A storm is churning toward the North Carolina coast and Ocean Isle Beach in particular where I have gone every summer since I was in the 11th grade, and the hurricane is threatening to tear it to pieces. And then I open my emails to read an article about male sperm decreasing in fertility by 50% since 1973 and warning us that the entire human race is on the path to extinction, and now I’m so sad I can’t lift my head.

I’m weeping at the nail salon because the man doing my nails is kind, and he and his are going extent. On the way home, I almost swerve into the Waffle House, and then I know I’m falling into despair because the Waffle House calls to me to cheer me up when hope blackens. I need a donut and coffee or at least some coffee if I can’t take the time to wander the aisles of a secondhand store, which soothes my tattered soul almost as much as the Waffle House.

Back home, I’m weeping on the phone with the woman who was to board Evangeline had we made it to our vacation this week, our conversation filling me with fear for her 2 horses and many cats and rescue dogs and “three dogs of my own.” Unable to evacuate, she will ride out the storm in her cement building and pray for the roof.
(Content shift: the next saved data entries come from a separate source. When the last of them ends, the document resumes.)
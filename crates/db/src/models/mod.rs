pub mod chirp;
pub mod refresh_token;
pub mod user;
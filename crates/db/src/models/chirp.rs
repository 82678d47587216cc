//! Chirp entity model and DTOs.

use chirpy_core::types::{DbId, Timestamp};
use serde::Serialize;
use sqlx::FromRow;

/// A chirp row from the `chirps` table.
#[derive(Debug, Clone, FromRow, Serialize)]
pub struct Chirp {
    pub id: DbId,
    pub created_at: Timestamp,
    pub updated_at: Timestamp,
    pub body: String,
    pub user_id: DbId,
}

/// DTO for creating a new chirp.
#[derive(Debug, Clone)]
pub struct CreateChirp {
    pub body: String,
    pub user_id: DbId,
}
//! Persistence for Chirpy: Postgres pool and migrations, row models,
//! repositories, and the store traits the HTTP layer is written against.

use sqlx::postgres::PgPoolOptions;

pub mod memory;
pub mod models;
pub mod repositories;
pub mod store;

pub use memory::MemoryStore;
pub use store::{ChirpStore, PgStore, RedeemError, RefreshTokenStore, StoreError, UserStore};

pub type DbPool = sqlx::PgPool;

/// Create a connection pool from a database URL.
pub async fn create_pool(database_url: &str) -> Result<DbPool, sqlx::Error> {
    PgPoolOptions::new()
        .max_connections(20)
        .connect(database_url)
        .await
}

/// Round-trip a trivial query to confirm the database is reachable.
pub async fn health_check(pool: &DbPool) -> Result<(), sqlx::Error> {
    sqlx::query("SELECT 1").execute(pool).await?;
    Ok(())
}

/// Apply pending migrations from `crates/db/migrations`.
pub async fn run_migrations(pool: &DbPool) -> Result<(), sqlx::migrate::MigrateError> {
    sqlx::migrate!("./migrations").run(pool).await
}
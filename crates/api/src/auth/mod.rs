//! Authentication and authorization primitives.
//!
//! - [`password`] -- Argon2id password hashing and verification.
//! - [`credential`] -- `Authorization` header parsing (bearer token, API key).
//! - [`jwt`] -- signed access-token issuance and validation.
//! - [`guard`] -- ownership check between an authenticated user and a resource.
//!
//! Refresh tokens are opaque and store-backed; see
//! [`chirpy_db::RefreshTokenStore`].

pub mod credential;
pub mod guard;
pub mod jwt;
pub mod password;
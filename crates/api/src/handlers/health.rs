/// GET /api/healthz -- liveness check.
pub async fn healthz() -> &'static str {
    "OK"
}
Unless, as the warnings grow more dire, she changes her mind and some kind soul creates a caravan for the living things she has in her care.
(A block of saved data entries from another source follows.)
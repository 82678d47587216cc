//! JWT-based authentication extractor for Axum handlers.

use axum::extract::FromRequestParts;
use axum::http::request::Parts;
use axum::http::HeaderMap;
use chirpy_core::types::DbId;

use crate::auth::credential::extract_bearer;
use crate::auth::jwt::validate_access_token;
use crate::config::ServerConfig;
use crate::error::AppError;
use crate::state::AppState;

/// Authenticated user extracted from a JWT Bearer token in the `Authorization` header.
///
/// Use this as an extractor parameter in any handler that requires authentication:
///
/// ```ignore
/// async fn my_handler(user: AuthUser) -> AppResult<Json<()>> {
///     tracing::info!(user_id = %user.user_id, "handling request");
///     Ok(Json(()))
/// }
/// ```
#[derive(Debug, Clone, Copy)]
pub struct AuthUser {
    /// The user's id (from `claims.sub`).
    pub user_id: DbId,
}

impl AuthUser {
    /// Authenticate from raw headers.
    ///
    /// Handlers that must validate something else first (such as a path
    /// parameter) call this directly instead of using the extractor.
    pub fn from_headers(headers: &HeaderMap, config: &ServerConfig) -> Result<Self, AppError> {
        let token = extract_bearer(headers).map_err(|e| {
            tracing::debug!(reason = %e, "Rejected request without usable bearer token");
            AppError::unauthorized("Couldn't find JWT")
        })?;

        let user_id = validate_access_token(&token, config.jwt.secret_bytes()).map_err(|e| {
            tracing::debug!(reason = %e, "Rejected access token");
            AppError::unauthorized("Couldn't validate JWT")
        })?;

        Ok(AuthUser { user_id })
    }
}

impl FromRequestParts<AppState> for AuthUser {
    type Rejection = AppError;

    async fn from_request_parts(
        parts: &mut Parts,
        state: &AppState,
    ) -> Result<Self, Self::Rejection> {
        Self::from_headers(&parts.headers, &state.config)
    }
}
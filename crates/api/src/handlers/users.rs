//! Handlers for the `/users` resource (sign-up and credential changes).

use axum::extract::State;
use axum::http::StatusCode;
use axum::Json;
use chirpy_core::error::CoreError;
use chirpy_core::types::{DbId, Timestamp};
use chirpy_db::models::user::{CreateUser, UpdateUserCredentials, User};
use serde::{Deserialize, Serialize};

use super::hash_new_password;
use crate::error::{AppError, AppResult};
use crate::middleware::auth::AuthUser;
use crate::state::AppState;

// ---------------------------------------------------------------------------
// Request / response types
// ---------------------------------------------------------------------------

/// Request body for sign-up, login and credential updates.
#[derive(Debug, Deserialize)]
pub struct UserCredentials {
    pub email: String,
    pub password: String,
}

/// Public view of a user. Never carries the password hash.
#[derive(Debug, Serialize)]
pub struct UserResponse {
    pub id: DbId,
    pub created_at: Timestamp,
    pub updated_at: Timestamp,
    pub email: String,
    pub is_chirpy_red: bool,
}

impl From<User> for UserResponse {
    fn from(user: User) -> Self {
        Self {
            id: user.id,
            created_at: user.created_at,
            updated_at: user.updated_at,
            email: user.email,
            is_chirpy_red: user.is_chirpy_red,
        }
    }
}

fn require_email(email: &str) -> AppResult<String> {
    let email = email.trim();
    if email.is_empty() {
        return Err(AppError::BadRequest("Email must not be empty".into()));
    }
    Ok(email.to_string())
}

// ---------------------------------------------------------------------------
// Handlers
// ---------------------------------------------------------------------------

/// POST /api/users
///
/// Register a new user. The password is stored only as an Argon2id hash.
pub async fn create_user(
    State(state): State<AppState>,
    Json(input): Json<UserCredentials>,
) -> AppResult<(StatusCode, Json<UserResponse>)> {
    let email = require_email(&input.email)?;
    let hashed_password = hash_new_password(input.password).await?;

    let user = state
        .users
        .create_user(&CreateUser {
            email,
            hashed_password,
        })
        .await?;

    tracing::info!(user_id = %user.id, "User created");
    Ok((StatusCode::CREATED, Json(user.into())))
}

/// PUT /api/users
///
/// Replace the authenticated user's email and password.
pub async fn update_user(
    auth: AuthUser,
    State(state): State<AppState>,
    Json(input): Json<UserCredentials>,
) -> AppResult<Json<UserResponse>> {
    let email = require_email(&input.email)?;
    let hashed_password = hash_new_password(input.password).await?;

    let user = state
        .users
        .update_user_credentials(
            auth.user_id,
            &UpdateUserCredentials {
                email,
                hashed_password,
            },
        )
        .await?
        .ok_or(AppError::Core(CoreError::NotFound {
            entity: "User",
            id: auth.user_id,
        }))?;

    tracing::info!(user_id = %user.id, "User credentials updated");
    Ok(Json(user.into()))
}
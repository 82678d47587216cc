//! Request handlers.
//!
//! Each submodule provides the async handler functions for one resource.
//! Handlers delegate persistence to the store traits in `AppState` and map
//! errors via [`AppError`].

pub mod admin;
pub mod auth;
pub mod chirps;
pub mod health;
pub mod users;
pub mod webhooks;

use crate::auth::password::{hash_password, PasswordError};
use crate::error::{AppError, AppResult};

/// Run CPU-heavy work (Argon2) off the async executor.
async fn run_blocking<T, F>(work: F) -> AppResult<T>
where
    T: Send + 'static,
    F: FnOnce() -> T + Send + 'static,
{
    tokio::task::spawn_blocking(work)
        .await
        .map_err(|e| AppError::InternalError(format!("Blocking task failed: {e}")))
}

/// Hash a new password, rejecting an empty one with 400.
async fn hash_new_password(password: String) -> AppResult<String> {
    run_blocking(move || hash_password(&password))
        .await?
        .map_err(|e| match e {
            PasswordError::EmptyInput => AppError::BadRequest("Password must not be empty".into()),
            other => AppError::InternalError(other.to_string()),
        })
}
I tell my husband about the sperm destabilization, and he asks, “Why isn’t anyone talking about this?” and later I ask him to stop watching the news because there is nothing we can do about the coming destruction or protect my daddy’s beloved state from a predicted “Mike Tyson punch,” and we cannot will away the inland path that may arc upwards to Raleigh where my sister waits with her candles and water or southwards to Charlotte where my sister protects my mother in the retirement home, and, lord, I can’t even write this without tearing up.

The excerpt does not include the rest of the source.